研究者や専門家だけではなく、政界から財界まで世界各国の人々が連帯の意識を強く持って真に協力することができれば、重症化する患者をあらかじめ見極めるという難題にも立ち向かえるはずである。
読売社説も「協調を阻害する一方的な行動」と強く批判する
読売新聞の社説(7月10日付)も「米のWHO脱退 感染症対策を阻害するだけだ」とトランプ氏を批判する見出しを掲げてこう書き出す。
「新型コロナウイルスは今も世界各地で蔓延が続いている。国際社会が一丸となって対策に取り組むべき時に、協調を阻害する一方的な行動をとるのは理解しがたい」
「協調を阻害する一方的な行動」とは強い言い回しである。保守で知られる読売社説でさえ、ここまで批判するのだからトランプ氏のWHO脱退は最悪だ。
読売社説は「コロナ感染が中国で最初に拡大した段階で、WHOが適切な対応をとれず、情報発信のあり方や中立性について問題が露呈したのは事実だ。WHOには公正な検証と組織改革が求められている」とWHOに反省を求めながらも、さらにアメリカのWHO脱退を戒める。

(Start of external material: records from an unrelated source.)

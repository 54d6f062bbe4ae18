// src/mem/pagemap.rs
//
// 役割:
// - /proc/<pid>/pagemap の 64bit エントリを、構造化された PagemapEntry に
//   デコード / エンコードする。
//
// やること:
// - status(3bit) / pshift(6bit) / pfn(55bit) の切り出しと再構成
// - pagemap ファイル内のエントリ位置計算、バイト列からの一括デコード
//
// やらないこと:
// - ファイル I/O（呼び出し側が 8 バイト読んで渡す）
// - swap エントリの type/offset 分解（frame_number をそのまま不透明値として返す）
//
// 設計方針:
// - マスク・シフトはすべて u64 で行う。STATUS マスクは bit63 を含むので、
//   符号付きリテラルで組むと符号拡張で壊れる。
// - present / swapped は独立フラグではなく status の列挙値。
//   PagemapStatus enum で持ち、両方 true の状態を型で作れないようにする。

use core::fmt;

use static_assertions::const_assert_eq;

use super::addr::{PhysAddr, VirtAddr, PAGE_SHIFT};

/// 1 エントリのバイト数
pub const PM_ENTRY_BYTES: usize = core::mem::size_of::<u64>();

pub const PM_STATUS_BITS: u32 = 3;
pub const PM_STATUS_OFFSET: u32 = 64 - PM_STATUS_BITS;
pub const PM_STATUS_MASK: u64 = ((1u64 << PM_STATUS_BITS) - 1) << PM_STATUS_OFFSET;

pub const PM_PSHIFT_BITS: u32 = 6;
pub const PM_PSHIFT_OFFSET: u32 = PM_STATUS_OFFSET - PM_PSHIFT_BITS;
pub const PM_PSHIFT_MASK: u64 = ((1u64 << PM_PSHIFT_BITS) - 1) << PM_PSHIFT_OFFSET;

pub const PM_PFRAME_MASK: u64 = (1u64 << PM_PSHIFT_OFFSET) - 1;

/// status 値 → エントリ上のビット列
pub const fn pm_status(nr: u64) -> u64 {
    (nr << PM_STATUS_OFFSET) & PM_STATUS_MASK
}

/// pshift 値 → エントリ上のビット列
pub const fn pm_pshift(x: u64) -> u64 {
    (x << PM_PSHIFT_OFFSET) & PM_PSHIFT_MASK
}

/// エントリから pfn 部分だけを取り出す
pub const fn pm_pframe(x: u64) -> u64 {
    x & PM_PFRAME_MASK
}

pub const PM_STATUS_PRESENT: u8 = 4;
pub const PM_STATUS_SWAP: u8 = 2;

pub const PM_PRESENT: u64 = pm_status(PM_STATUS_PRESENT as u64);
pub const PM_SWAP: u64 = pm_status(PM_STATUS_SWAP as u64);

// レイアウトは外部契約なので、値そのものを固定しておく
const_assert_eq!(PM_STATUS_OFFSET, 61);
const_assert_eq!(PM_PSHIFT_OFFSET, 55);
const_assert_eq!(PM_STATUS_MASK, 0xE000_0000_0000_0000);
const_assert_eq!(PM_PSHIFT_MASK, 0x1F80_0000_0000_0000);
const_assert_eq!(PM_PFRAME_MASK, 0x007F_FFFF_FFFF_FFFF);
const_assert_eq!(PM_PRESENT, 0x8000_0000_0000_0000);
const_assert_eq!(PM_SWAP, 0x4000_0000_0000_0000);
const_assert_eq!(PM_STATUS_MASK | PM_PSHIFT_MASK | PM_PFRAME_MASK, u64::MAX);
const_assert_eq!(PM_STATUS_MASK & PM_PSHIFT_MASK, 0);
const_assert_eq!(PM_PSHIFT_MASK & PM_PFRAME_MASK, 0);

bitflags::bitflags! {
    /// エントリ上の各フィールドの位置。
    ///
    /// - STATUS / PSHIFT / PFRAME: フィールド全体のマスク
    /// - PRESENT / SWAP: STATUS フィールド内の代表値
    ///   （独立フラグではないので contains() で判定しないこと）
    #[derive(Clone, Copy, Debug, PartialEq, Eq)]
    pub struct PagemapBits: u64 {
        const STATUS = PM_STATUS_MASK;
        const PSHIFT = PM_PSHIFT_MASK;
        const PFRAME = PM_PFRAME_MASK;
        const PRESENT = PM_PRESENT;
        const SWAP = PM_SWAP;
    }
}

impl PagemapBits {
    /// 指定フィールドを取り出して LSB 側に寄せる。
    #[inline(always)]
    fn field(self, field: PagemapBits) -> u64 {
        let mask = field.bits();
        (self.bits() & mask) >> mask.trailing_zeros()
    }
}

/// status フィールド（3bit 列挙値）
#[derive(Clone, Copy, Debug, PartialEq, Eq)]
pub enum PagemapStatus {
    /// 4: 物理メモリ上に存在する
    Present,
    /// 2: swap 上にある
    Swapped,
    /// それ以外（未使用 / 予約）。元の 3bit 値を保持する。
    Reserved(ReservedStatus),
}

/// present(4) / swap(2) 以外の status 値。
///
/// from_bits() 経由でしか作れないので、中身が 2 や 4 になることはない
/// （Reserved(4) と Present が別の値として比較される状態を作らせない）。
#[derive(Clone, Copy, Debug, PartialEq, Eq)]
pub struct ReservedStatus(u8);

impl ReservedStatus {
    /// 元の 3bit 値
    pub const fn get(self) -> u8 {
        self.0
    }
}

impl PagemapStatus {
    /// 3bit 値から作る。上位ビットは捨てる。
    pub const fn from_bits(bits: u8) -> Self {
        match bits & 0b111 {
            PM_STATUS_PRESENT => PagemapStatus::Present,
            PM_STATUS_SWAP => PagemapStatus::Swapped,
            other => PagemapStatus::Reserved(ReservedStatus(other)),
        }
    }

    pub const fn bits(self) -> u8 {
        match self {
            PagemapStatus::Present => PM_STATUS_PRESENT,
            PagemapStatus::Swapped => PM_STATUS_SWAP,
            PagemapStatus::Reserved(v) => v.0,
        }
    }
}

/// 1 仮想ページ分の pagemap エントリ（デコード済み、不変）
#[derive(Clone, Copy, PartialEq, Eq)]
pub struct PagemapEntry {
    raw: u64,
    status: PagemapStatus,
    pshift: u8,
    frame_number: u64,
}

impl PagemapEntry {
    /// フィールドから組み立てる。各値は幅に合わせて切り詰める。
    pub const fn new(status: PagemapStatus, pshift: u8, frame_number: u64) -> Self {
        let pshift = (pshift as u64 & ((1u64 << PM_PSHIFT_BITS) - 1)) as u8;
        let frame_number = pm_pframe(frame_number);
        let raw = pm_status(status.bits() as u64) | pm_pshift(pshift as u64) | frame_number;
        PagemapEntry {
            raw,
            status,
            pshift,
            frame_number,
        }
    }

    /// 読み出した生の 64bit 値
    pub const fn raw(&self) -> u64 {
        self.raw
    }

    pub const fn status(&self) -> PagemapStatus {
        self.status
    }

    pub const fn is_present(&self) -> bool {
        matches!(self.status, PagemapStatus::Present)
    }

    pub const fn is_swapped(&self) -> bool {
        matches!(self.status, PagemapStatus::Swapped)
    }

    /// ページサイズの order。swap エントリでは意味を持たないので None。
    pub const fn pshift(&self) -> Option<u8> {
        if self.is_swapped() {
            None
        } else {
            Some(self.pshift)
        }
    }

    /// 55bit の frame フィールド。
    ///
    /// present なら pfn、swapped なら swap type/offset の合成値（未分解）。
    pub const fn frame_number(&self) -> u64 {
        self.frame_number
    }

    /// `virt` のバイトに対応する物理アドレス。present でなければ None。
    pub const fn phys_addr(&self, virt: VirtAddr) -> Option<PhysAddr> {
        if !self.is_present() {
            return None;
        }
        Some(PhysAddr((self.frame_number << PAGE_SHIFT) | virt.page_offset()))
    }
}

impl fmt::Debug for PagemapEntry {
    fn fmt(&self, f: &mut fmt::Formatter<'_>) -> fmt::Result {
        f.debug_struct("PagemapEntry")
            .field("raw", &format_args!("{:#018x}", self.raw))
            .field("status", &self.status)
            .field("pshift", &self.pshift())
            .field("frame_number", &format_args!("{:#x}", self.frame_number))
            .finish()
    }
}

/// 生の 64bit 値をデコードする。全入力で成功する。
pub fn decode(raw: u64) -> PagemapEntry {
    let bits = PagemapBits::from_bits_retain(raw);
    let status = PagemapStatus::from_bits(bits.field(PagemapBits::STATUS) as u8);
    let entry = PagemapEntry {
        raw,
        status,
        // swap 時は pshift() 側で隠す。ビット自体は encode のために保持する。
        pshift: bits.field(PagemapBits::PSHIFT) as u8,
        frame_number: bits.field(PagemapBits::PFRAME),
    };
    crate::trace::trace_decode(&entry);
    entry
}

/// decode の逆変換。フィールドから 64bit 値を組み直す。
pub fn encode(entry: PagemapEntry) -> u64 {
    pm_status(entry.status.bits() as u64)
        | pm_pshift(entry.pshift as u64)
        | pm_pframe(entry.frame_number)
}

/// `virt` を記述するエントリの、pagemap ファイル内バイトオフセット
pub const fn entry_offset(virt: VirtAddr) -> u64 {
    virt.page_index() * PM_ENTRY_BYTES as u64
}

/// `[virt, virt + len)` をカバーするエントリの (先頭オフセット, 個数)。
///
/// len == 0 なら 0 個。範囲の末尾がアドレス空間を超える場合は末尾で打ち切る。
pub const fn entry_span(virt: VirtAddr, len: u64) -> (u64, usize) {
    let offset = entry_offset(virt);
    if len == 0 {
        return (offset, 0);
    }
    let last = VirtAddr(virt.0.saturating_add(len - 1));
    let count = last.page_index() - virt.page_index() + 1;
    (offset, count as usize)
}

/// バイト列デコード時のエラー
#[derive(Clone, Copy, Debug, PartialEq, Eq)]
pub enum PagemapError {
    /// 末尾に 8 バイト未満の断片が残った
    TruncatedEntry { len: usize },
}

impl fmt::Display for PagemapError {
    fn fmt(&self, f: &mut fmt::Formatter<'_>) -> fmt::Result {
        match self {
            PagemapError::TruncatedEntry { len } => {
                write!(f, "truncated pagemap entry: {} of {} bytes", len, PM_ENTRY_BYTES)
            }
        }
    }
}

/// pagemap から読んだバイト列を、エントリ単位でデコードするイテレータ。
///
/// エントリは native endian（カーネルがそのまま書き出した u64）。
pub struct Entries<'a> {
    bytes: &'a [u8],
    done: bool,
}

/// `bytes` を先頭から 8 バイトずつデコードする。
pub fn entries(bytes: &[u8]) -> Entries<'_> {
    Entries { bytes, done: false }
}

impl<'a> Iterator for Entries<'a> {
    type Item = Result<PagemapEntry, PagemapError>;

    fn next(&mut self) -> Option<Self::Item> {
        if self.done || self.bytes.is_empty() {
            return None;
        }

        if self.bytes.len() < PM_ENTRY_BYTES {
            self.done = true;
            return Some(Err(PagemapError::TruncatedEntry {
                len: self.bytes.len(),
            }));
        }

        let (head, rest) = self.bytes.split_at(PM_ENTRY_BYTES);
        self.bytes = rest;

        let mut buf = [0u8; PM_ENTRY_BYTES];
        buf.copy_from_slice(head);
        Some(Ok(decode(u64::from_ne_bytes(buf))))
    }

    fn size_hint(&self) -> (usize, Option<usize>) {
        if self.done {
            return (0, Some(0));
        }
        let n = self.bytes.len().div_ceil(PM_ENTRY_BYTES);
        (n, Some(n))
    }
}
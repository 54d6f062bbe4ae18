// src/logging/vga.rs
//
// VGA テキストモード(0xb8000)へのログ表示。
// - 1 ログ行 = 1 画面行。上から順に書き、最下行の次は先頭行に戻る（スクロールしない）
// - 書いている行の次の行は常に空けておく（どこが最新かを画面上で見分けるため）
// - 行の色はログレベルで決める（ERROR は赤、OK は緑、それ以外は灰）
// - 80 桁を超えた分は折り返さずに捨てる（シリアル側には全部出ている）

use spin::Mutex;
use volatile::Volatile;

const VGA_BUFFER_ADDR: usize = 0xb8000;
const ROWS: usize = 25;
const COLS: usize = 80;

/// 行の色分け
#[derive(Clone, Copy, Debug, PartialEq, Eq)]
pub enum Tone {
    Info,
    Error,
    Ok,
}

impl Tone {
    /// 黒地 + 前景色
    const fn attr(self) -> u8 {
        match self {
            Tone::Info => 0x07,
            Tone::Error => 0x0c,
            Tone::Ok => 0x0a,
        }
    }
}

#[repr(C)]
#[derive(Clone, Copy)]
struct Cell {
    ch: u8,
    attr: u8,
}

const BLANK: Cell = Cell {
    ch: b' ',
    attr: Tone::Info.attr(),
};

// 表示できないバイトの代わり（CP437 の ■）
const UNPRINTABLE: u8 = 0xfe;

type Grid = [[Volatile<Cell>; COLS]; ROWS];

struct Screen {
    row: usize,
    col: usize,
    attr: u8,
    grid: &'static mut Grid,
}

impl Screen {
    fn clear_row(&mut self, row: usize) {
        for cell in self.grid[row].iter_mut() {
            cell.write(BLANK);
        }
    }

    fn put(&mut self, byte: u8) {
        match byte {
            b'\n' => self.end_line(),
            b'\r' => {}
            _ if self.col >= COLS => {}
            _ => {
                let ch = if (0x20..=0x7e).contains(&byte) {
                    byte
                } else {
                    UNPRINTABLE
                };
                let (row, col, attr) = (self.row, self.col, self.attr);
                self.grid[row][col].write(Cell { ch, attr });
                self.col += 1;
            }
        }
    }

    fn end_line(&mut self) {
        self.row = (self.row + 1) % ROWS;
        self.col = 0;
        self.attr = Tone::Info.attr();
        self.clear_row(self.row);
        self.clear_row((self.row + 1) % ROWS);
    }
}

static SCREEN: Mutex<Option<Screen>> = Mutex::new(None);

pub fn init() {
    // 0xb8000 は bootloader が identity map 済み。ここ以外から触らない。
    let grid = unsafe { &mut *(VGA_BUFFER_ADDR as *mut Grid) };
    let mut screen = Screen {
        row: 0,
        col: 0,
        attr: Tone::Info.attr(),
        grid,
    };
    for row in 0..ROWS {
        screen.clear_row(row);
    }
    *SCREEN.lock() = Some(screen);
}

/// 次に書く行の色を決める（行末で Info に戻る）
pub fn begin_line(tone: Tone) {
    if let Some(screen) = SCREEN.lock().as_mut() {
        screen.attr = tone.attr();
    }
}

pub fn write_str(s: &str) {
    if let Some(screen) = SCREEN.lock().as_mut() {
        s.bytes().for_each(|b| screen.put(b));
    }
}

pub fn write_line(s: &str) {
    if let Some(screen) = SCREEN.lock().as_mut() {
        s.bytes().for_each(|b| screen.put(b));
        screen.end_line();
    }
}

#[cfg(test)]
mod tests {
    use super::*;

    fn screen_on_heap() -> Screen {
        let grid: &'static mut Grid = Box::leak(Box::new(core::array::from_fn(|_| {
            core::array::from_fn(|_| Volatile::new(Cell { ch: b'#', attr: 0 }))
        })));
        Screen {
            row: 0,
            col: 0,
            attr: Tone::Info.attr(),
            grid,
        }
    }

    fn row_text(screen: &Screen, row: usize) -> String {
        screen.grid[row].iter().map(|c| c.read().ch as char).collect()
    }

    #[test]
    fn line_color_follows_tone_and_resets() {
        let mut s = screen_on_heap();
        s.attr = Tone::Error.attr();
        "[ERROR] x".bytes().for_each(|b| s.put(b));
        s.end_line();
        assert_eq!(s.grid[0][0].read().attr, 0x0c);
        assert_eq!(s.attr, Tone::Info.attr());
        assert!(row_text(&s, 0).starts_with("[ERROR] x"));
    }

    #[test]
    fn long_lines_are_cut_and_ring_wraps() {
        let mut s = screen_on_heap();
        for _ in 0..COLS + 10 {
            s.put(b'a');
        }
        s.put(0x01);
        assert_eq!(s.col, COLS);
        assert_eq!(row_text(&s, 0), "a".repeat(COLS));

        for _ in 0..ROWS {
            s.put(b'\n');
        }
        // 一周して先頭行に戻り、先頭行とその次の行は空になっている
        assert_eq!(s.row, 0);
        assert_eq!(row_text(&s, 0).trim_end(), "");
        assert_eq!(row_text(&s, 1).trim_end(), "");
    }
}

「だが、米国がWHOから脱退しても、事態が改善するわけではない。コロナ対策の司令塔である組織が揺らぎ、中国の影響力が拡大することは得策と言えるのか」
世界がパンデミックという危機的状況から脱出するには、やはりしっかりとした司令塔が欠かせない。アメリカが脱退すれば、WHOは中国の天下になる。習近平(シー・チンピン)国家主席が、ほくそ笑む顔が目に浮かぶ。